David
Trois jours plus tard
─ Et je peux savoir où tu comptes aller ? Demandé-je en soupirant.
Sam peut sortir de l'hôpital, ce qui le rend particulièrement heureux. Cependant, j'ai beau lui dire qu'il doit revenir chez moi, ne serait-ce que pour sa santé, il refuse catégoriquement. Qu'il peut être irresponsable, parfois. Et en plus, pour toute réponse à ma question, il hausse les épaules en détournant le regard. Bien sûr. Il est tellement rancunier qu'il préfère retourner dans la rue que retourner à la maison.
─ Ecoute, si tu ne le fais pas pour moi, fais-le pour Clara, réessayé-je une énième fois. Elle croit que tu es en séjour linguistique à Londres, mais ces deux dernières semaines elle a remarqué que quelque chose clochait. Elle a beau n'avoir que cinq ans, la perte de ses parents l'a fait grandir plus vite, avoué-je sans vraiment le vouloir.
Là, il me dévisagea. Il ne dit rien concernant ma sœur et mon beau-frère, ni fait aucune réaction, je comprends donc qu'il le savait déjà. Je ne sais pas qui lui a dit, et je m'en contre-fiche. Tout ce que je sais, c'est que c'est petit de prendre l'excuse de Clara, mais je n'ai pas d'autres idées. C'est ma dernière chance pour qu'il accepte.

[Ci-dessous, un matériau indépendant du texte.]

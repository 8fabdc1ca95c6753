// ABOUTME: Recursive listing of every file below a remote prefix.
// ABOUTME: Walks directories with an explicit work stack and returns a flat, sorted key list.

use super::{ObjectStore, StoreError, directory_prefix};

/// List the full keys of all files below `prefix`, at any depth.
///
/// The result is fully materialized so callers can check membership and
/// length before acting. A missing top-level prefix yields an empty list.
pub async fn list_files<S: ObjectStore + ?Sized>(
    store: &S,
    prefix: &str,
) -> Result<Vec<String>, StoreError> {
    let root = directory_prefix(prefix);
    let mut pending = vec![root.clone()];
    let mut files = Vec::new();

    while let Some(dir) = pending.pop() {
        let entries = match store.list(&dir).await {
            Ok(entries) => entries,
            Err(e) if e.is_not_found() && dir == root => Vec::new(),
            Err(e) => return Err(e),
        };

        for entry in entries {
            if entry.is_directory {
                pending.push(entry.key());
            } else {
                files.push(entry.key());
            }
        }
    }

    tracing::debug!("Listed {} file(s) under {}", files.len(), root);
    files.sort();
    Ok(files)
}
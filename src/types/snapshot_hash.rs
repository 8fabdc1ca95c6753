// ABOUTME: Validated content hash naming an immutable snapshot.
// ABOUTME: Accepts the "v.<hash>" spelling used on the command line.

use serde::{Deserialize, Deserializer, Serialize, Serializer};
use std::fmt;
use std::str::FromStr;
use thiserror::Error;

/// Prefix users may put in front of a version when naming it.
const VERSION_PREFIX: &str = "v.";

#[derive(Debug, Error, PartialEq, Eq)]
pub enum SnapshotHashError {
    #[error("snapshot hash cannot be empty")]
    Empty,

    #[error("snapshot hash exceeds maximum length of 128 characters")]
    TooLong,

    #[error("invalid character in snapshot hash: '{0}'")]
    InvalidChar(char),
}

/// Content hash of a build, used as the snapshot's directory name.
#[derive(Debug, Clone, PartialEq, Eq, Hash, PartialOrd, Ord)]
pub struct SnapshotHash(String);

impl SnapshotHash {
    pub fn new(value: &str) -> Result<Self, SnapshotHashError> {
        let value = value.trim();
        if value.is_empty() {
            return Err(SnapshotHashError::Empty);
        }

        if value.len() > 128 {
            return Err(SnapshotHashError::TooLong);
        }

        // The hash becomes a path segment, so separators and dots are out.
        for c in value.chars() {
            if !c.is_ascii_alphanumeric() && c != '-' && c != '_' {
                return Err(SnapshotHashError::InvalidChar(c));
            }
        }

        Ok(Self(value.to_string()))
    }

    /// Parse a user-supplied version such as `v.3fa1c0` or `3fa1c0`.
    pub fn parse_version(value: &str) -> Result<Self, SnapshotHashError> {
        let value = value.trim();
        Self::new(value.strip_prefix(VERSION_PREFIX).unwrap_or(value))
    }

    /// Wrap a hex digest, which is always a valid hash.
    pub(crate) fn from_digest(hex: String) -> Self {
        debug_assert!(hex.chars().all(|c| c.is_ascii_hexdigit()));
        Self(hex)
    }

    pub fn as_str(&self) -> &str {
        &self.0
    }

    /// Human-facing label, e.g. `v.3fa1c0`.
    pub fn version_label(&self) -> String {
        format!("{VERSION_PREFIX}{}", self.0)
    }
}

impl fmt::Display for SnapshotHash {
    fn fmt(&self, f: &mut fmt::Formatter<'_>) -> fmt::Result {
        write!(f, "{}", self.0)
    }
}

impl FromStr for SnapshotHash {
    type Err = SnapshotHashError;

    fn from_str(s: &str) -> Result<Self, Self::Err> {
        Self::parse_version(s)
    }
}

impl Serialize for SnapshotHash {
    fn serialize<S: Serializer>(&self, serializer: S) -> Result<S::Ok, S::Error> {
        self.0.serialize(serializer)
    }
}

impl<'de> Deserialize<'de> for SnapshotHash {
    fn deserialize<D: Deserializer<'de>>(deserializer: D) -> Result<Self, D::Error> {
        let value = String::deserialize(deserializer)?;
        Self::new(&value).map_err(serde::de::Error::custom)
    }
}
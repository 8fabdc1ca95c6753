// ABOUTME: Control-plane seam: targets, tokens, deployment registration, result records, invalidation.
// ABOUTME: The engine never depends on it; commands use it to obtain credentials and report.

mod error;
mod http;

pub use error::ApiError;
pub use http::{DEFAULT_API_URL, HttpControlPlane, TOKEN_HEADER};

use async_trait::async_trait;
use serde::Serialize;

use crate::deploy::DeploymentResult;
use crate::types::{DeploymentId, SnapshotHash, StorageRoot, TargetId};

/// Storage credentials handed out for one deployment attempt.
#[derive(Clone)]
pub struct StorageCredentials {
    pub zone: StorageRoot,
    pub access_key: String,
}

impl std::fmt::Debug for StorageCredentials {
    fn fmt(&self, f: &mut std::fmt::Formatter<'_>) -> std::fmt::Result {
        f.debug_struct("StorageCredentials")
            .field("zone", &self.zone)
            .finish_non_exhaustive()
    }
}

/// A registered deployment attempt.
#[derive(Debug, Clone)]
pub struct Registration {
    pub id: DeploymentId,
    pub storage: StorageCredentials,
}

/// A target the token's owner can deploy to.
#[derive(Debug, Clone, PartialEq, Eq, Serialize)]
pub struct TargetSummary {
    pub id: TargetId,
    pub nickname: Option<String>,
}

/// Owner of an API token.
#[derive(Debug, Clone, PartialEq, Eq, Serialize)]
pub struct User {
    pub email: String,
}

/// Find a target by id, falling back to its nickname.
pub fn find_target<'a>(targets: &'a [TargetSummary], name: &str) -> Option<&'a TargetSummary> {
    targets
        .iter()
        .find(|t| t.id.as_str() == name)
        .or_else(|| targets.iter().find(|t| t.nickname.as_deref() == Some(name)))
}

/// Remote service that tracks deployment attempts for a target.
#[async_trait]
pub trait ControlPlane: Send + Sync {
    /// Owner of the token; fails with `Unauthorized` for a bad token.
    async fn current_user(&self) -> Result<User, ApiError>;

    /// Issue a new long-lived token for CI use.
    async fn create_token(&self) -> Result<String, ApiError>;

    /// Targets visible to the token's owner.
    async fn list_targets(&self) -> Result<Vec<TargetSummary>, ApiError>;

    /// Map a target id or nickname to its id.
    async fn resolve_target(&self, name: &str) -> Result<TargetId, ApiError> {
        let targets = self.list_targets().await?;
        find_target(&targets, name)
            .map(|t| t.id.clone())
            .ok_or_else(|| ApiError::UnknownTarget(name.to_string()))
    }

    /// Register an attempt for `hash` and obtain storage credentials.
    async fn register_deployment(
        &self,
        target: &TargetId,
        hash: &SnapshotHash,
        result: &DeploymentResult,
    ) -> Result<Registration, ApiError>;

    /// Storage credentials of a target, without registering an attempt.
    async fn describe_target(&self, target: &TargetId) -> Result<StorageCredentials, ApiError>;

    /// Replace the result record of a registered attempt.
    async fn update_deployment(
        &self,
        target: &TargetId,
        id: &DeploymentId,
        result: &DeploymentResult,
    ) -> Result<(), ApiError>;

    /// Purge cached pages matching `paths` (globs, `*` for everything).
    async fn invalidate(&self, target: &TargetId, paths: &[String]) -> Result<(), ApiError>;
}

─ T'as qu'à lui expliquer que son tonton m'a renvoyé pour une question de montres de luxe, répondit-il froidement.
Et voilà, on est revenu au point de départ. Il est de nouveau froid et distant alors que ça fait trois putains de jours que j'essaye de me faire pardonner par tous les moyens possibles et imaginables, en vain. Avant-hier, je lui ai proposé un poste dans mon entreprise, il a refusé. Hier, je lui suggéré l'idée d'une location d'un appartement à mes frais, pour qu'il puisse commencer une nouvelle vie loin de la rue, il a refusé. Aujourd'hui, je lui propose de revenir à la maison, il refuse. Le pire, c'est que je suis le seul à essayer de faire la conversation, donc je ne sais pas ce qu'il veut réellement. Des excuses sincères ? Je ne fais que ça depuis trois jours, mais soit il fait la sourde oreille, soit il me sort une réplique cinglante. Parfois, j'oublie qu'il n'a que dix-huit ans, et qu'il est encore qu'un ado. Dans quelques semaines, j'aurais vingt-deux ans et je n'ai plus l'âge pour toutes ces conneries de fierté mal placée que chaque adolescent a.
─ Et comment veux-tu que j'explique ça à une gamine de cinq ans ? Demandé-je en soupirant une seconde fois.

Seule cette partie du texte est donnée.